## Task description
Beginning with the line that contains "filename crates/geoflow-core/src/errors.rs" in the material below, print each line exactly until the line that contains "that observed it." has been printed, then stop.

## Source material
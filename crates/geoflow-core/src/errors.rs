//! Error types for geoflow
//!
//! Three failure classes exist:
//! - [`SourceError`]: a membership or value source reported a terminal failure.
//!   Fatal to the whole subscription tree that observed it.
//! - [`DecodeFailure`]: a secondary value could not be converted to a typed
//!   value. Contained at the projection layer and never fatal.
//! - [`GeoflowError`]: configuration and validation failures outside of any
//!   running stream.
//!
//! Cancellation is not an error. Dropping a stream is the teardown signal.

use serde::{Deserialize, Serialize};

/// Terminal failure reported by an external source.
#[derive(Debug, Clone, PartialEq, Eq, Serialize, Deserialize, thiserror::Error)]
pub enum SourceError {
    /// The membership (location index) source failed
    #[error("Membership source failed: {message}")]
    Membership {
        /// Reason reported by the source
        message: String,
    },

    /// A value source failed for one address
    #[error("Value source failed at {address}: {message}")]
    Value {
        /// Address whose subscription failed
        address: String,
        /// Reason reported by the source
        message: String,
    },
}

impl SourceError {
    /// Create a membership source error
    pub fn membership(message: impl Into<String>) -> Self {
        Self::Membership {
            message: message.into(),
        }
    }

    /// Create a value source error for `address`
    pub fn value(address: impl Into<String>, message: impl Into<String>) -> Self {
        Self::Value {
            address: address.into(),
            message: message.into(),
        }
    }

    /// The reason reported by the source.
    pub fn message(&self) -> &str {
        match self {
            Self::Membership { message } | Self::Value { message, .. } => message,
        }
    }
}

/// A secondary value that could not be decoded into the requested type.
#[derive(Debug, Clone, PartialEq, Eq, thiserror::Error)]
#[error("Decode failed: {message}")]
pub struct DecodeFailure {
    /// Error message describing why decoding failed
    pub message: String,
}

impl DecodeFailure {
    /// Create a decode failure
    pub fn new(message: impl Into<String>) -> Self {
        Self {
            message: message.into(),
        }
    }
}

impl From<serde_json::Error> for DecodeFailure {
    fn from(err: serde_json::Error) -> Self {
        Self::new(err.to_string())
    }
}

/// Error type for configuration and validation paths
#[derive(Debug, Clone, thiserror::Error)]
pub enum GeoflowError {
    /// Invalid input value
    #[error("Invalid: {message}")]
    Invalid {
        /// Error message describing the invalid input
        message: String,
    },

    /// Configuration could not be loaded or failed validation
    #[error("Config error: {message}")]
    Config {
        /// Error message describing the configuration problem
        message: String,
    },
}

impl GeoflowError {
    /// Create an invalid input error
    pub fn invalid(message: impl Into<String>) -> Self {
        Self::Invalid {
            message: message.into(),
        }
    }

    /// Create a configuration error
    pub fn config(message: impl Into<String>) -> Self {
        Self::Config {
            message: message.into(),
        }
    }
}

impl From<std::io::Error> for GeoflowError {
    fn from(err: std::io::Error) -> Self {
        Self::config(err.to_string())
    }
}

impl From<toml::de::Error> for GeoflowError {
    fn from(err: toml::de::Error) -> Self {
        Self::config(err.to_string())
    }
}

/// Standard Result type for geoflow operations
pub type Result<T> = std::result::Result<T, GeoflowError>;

--

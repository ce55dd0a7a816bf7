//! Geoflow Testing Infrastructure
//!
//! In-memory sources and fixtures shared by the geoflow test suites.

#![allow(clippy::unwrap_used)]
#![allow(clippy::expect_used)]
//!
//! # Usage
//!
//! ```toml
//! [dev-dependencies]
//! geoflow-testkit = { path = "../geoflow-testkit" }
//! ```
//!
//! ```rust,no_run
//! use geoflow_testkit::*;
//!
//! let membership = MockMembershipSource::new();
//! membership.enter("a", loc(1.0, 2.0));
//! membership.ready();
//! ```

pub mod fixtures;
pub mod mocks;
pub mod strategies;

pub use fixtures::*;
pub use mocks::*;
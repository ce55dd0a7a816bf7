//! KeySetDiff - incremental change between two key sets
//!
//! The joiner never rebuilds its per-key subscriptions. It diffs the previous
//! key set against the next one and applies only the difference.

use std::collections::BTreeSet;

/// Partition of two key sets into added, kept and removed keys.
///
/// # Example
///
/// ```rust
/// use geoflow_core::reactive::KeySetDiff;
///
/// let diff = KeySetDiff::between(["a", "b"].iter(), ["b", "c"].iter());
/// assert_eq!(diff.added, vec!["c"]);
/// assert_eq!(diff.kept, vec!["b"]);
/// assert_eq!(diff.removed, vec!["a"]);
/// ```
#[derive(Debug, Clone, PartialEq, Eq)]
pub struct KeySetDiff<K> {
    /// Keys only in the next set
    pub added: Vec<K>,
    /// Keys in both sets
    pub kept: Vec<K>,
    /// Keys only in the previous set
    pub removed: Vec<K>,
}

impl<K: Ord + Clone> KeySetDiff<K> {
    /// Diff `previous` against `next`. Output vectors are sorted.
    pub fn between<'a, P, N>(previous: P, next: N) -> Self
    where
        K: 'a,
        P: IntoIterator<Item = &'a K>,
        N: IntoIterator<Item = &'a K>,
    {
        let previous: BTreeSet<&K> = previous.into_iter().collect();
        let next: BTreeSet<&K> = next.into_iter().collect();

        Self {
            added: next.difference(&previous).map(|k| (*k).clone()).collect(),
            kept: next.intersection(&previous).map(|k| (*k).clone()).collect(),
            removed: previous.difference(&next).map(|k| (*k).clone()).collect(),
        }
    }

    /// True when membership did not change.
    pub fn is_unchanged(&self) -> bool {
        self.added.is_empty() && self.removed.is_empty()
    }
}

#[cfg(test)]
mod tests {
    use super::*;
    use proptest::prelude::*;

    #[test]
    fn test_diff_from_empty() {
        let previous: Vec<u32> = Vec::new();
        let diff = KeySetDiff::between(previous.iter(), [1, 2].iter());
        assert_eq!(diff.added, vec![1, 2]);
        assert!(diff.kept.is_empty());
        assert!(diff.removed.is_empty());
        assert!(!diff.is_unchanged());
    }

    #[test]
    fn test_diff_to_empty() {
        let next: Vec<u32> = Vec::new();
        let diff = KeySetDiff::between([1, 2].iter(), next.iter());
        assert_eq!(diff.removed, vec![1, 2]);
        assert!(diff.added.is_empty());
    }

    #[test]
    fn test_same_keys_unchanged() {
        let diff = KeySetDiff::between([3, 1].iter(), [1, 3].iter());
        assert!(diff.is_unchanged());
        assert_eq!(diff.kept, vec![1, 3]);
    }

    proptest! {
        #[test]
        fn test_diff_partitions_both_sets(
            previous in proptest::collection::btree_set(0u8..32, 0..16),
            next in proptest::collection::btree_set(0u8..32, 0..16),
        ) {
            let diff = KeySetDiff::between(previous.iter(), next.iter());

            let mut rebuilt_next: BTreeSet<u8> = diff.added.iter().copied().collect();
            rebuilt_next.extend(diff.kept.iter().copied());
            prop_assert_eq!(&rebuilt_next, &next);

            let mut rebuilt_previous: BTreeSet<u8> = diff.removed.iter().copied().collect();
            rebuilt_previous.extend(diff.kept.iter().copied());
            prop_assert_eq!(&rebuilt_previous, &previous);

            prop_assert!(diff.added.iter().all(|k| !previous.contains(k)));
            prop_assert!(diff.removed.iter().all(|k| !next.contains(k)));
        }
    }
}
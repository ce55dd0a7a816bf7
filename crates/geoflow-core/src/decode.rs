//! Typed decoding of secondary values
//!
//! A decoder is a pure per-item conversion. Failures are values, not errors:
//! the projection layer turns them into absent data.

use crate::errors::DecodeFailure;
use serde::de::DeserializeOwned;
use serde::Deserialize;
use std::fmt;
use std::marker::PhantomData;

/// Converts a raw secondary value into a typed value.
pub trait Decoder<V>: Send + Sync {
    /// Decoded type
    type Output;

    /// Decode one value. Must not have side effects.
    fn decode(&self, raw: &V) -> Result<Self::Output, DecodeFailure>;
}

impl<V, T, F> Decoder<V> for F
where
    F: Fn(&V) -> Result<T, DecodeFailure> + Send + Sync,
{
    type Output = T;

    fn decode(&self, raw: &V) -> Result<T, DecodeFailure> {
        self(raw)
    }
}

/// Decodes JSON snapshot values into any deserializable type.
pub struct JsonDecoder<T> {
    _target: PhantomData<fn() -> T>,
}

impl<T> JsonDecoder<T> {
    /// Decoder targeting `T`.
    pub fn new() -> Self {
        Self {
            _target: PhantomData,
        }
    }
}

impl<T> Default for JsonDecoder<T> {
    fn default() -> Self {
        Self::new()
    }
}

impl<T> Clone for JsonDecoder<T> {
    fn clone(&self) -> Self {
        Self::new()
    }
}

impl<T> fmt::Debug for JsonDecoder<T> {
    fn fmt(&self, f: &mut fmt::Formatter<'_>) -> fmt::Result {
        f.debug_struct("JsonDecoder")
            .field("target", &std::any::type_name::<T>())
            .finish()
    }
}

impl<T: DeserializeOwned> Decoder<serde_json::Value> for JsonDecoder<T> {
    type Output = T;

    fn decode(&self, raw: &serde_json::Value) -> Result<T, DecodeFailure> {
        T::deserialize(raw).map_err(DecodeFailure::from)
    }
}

## Response to this task
filename crates/geoflow-core/src/errors.rs
//! Error types for geoflow
//!
//! Three failure classes exist:
//! - [`SourceError`]: a membership or value source reported a terminal failure.
//!   Fatal to the whole subscription tree that observed it.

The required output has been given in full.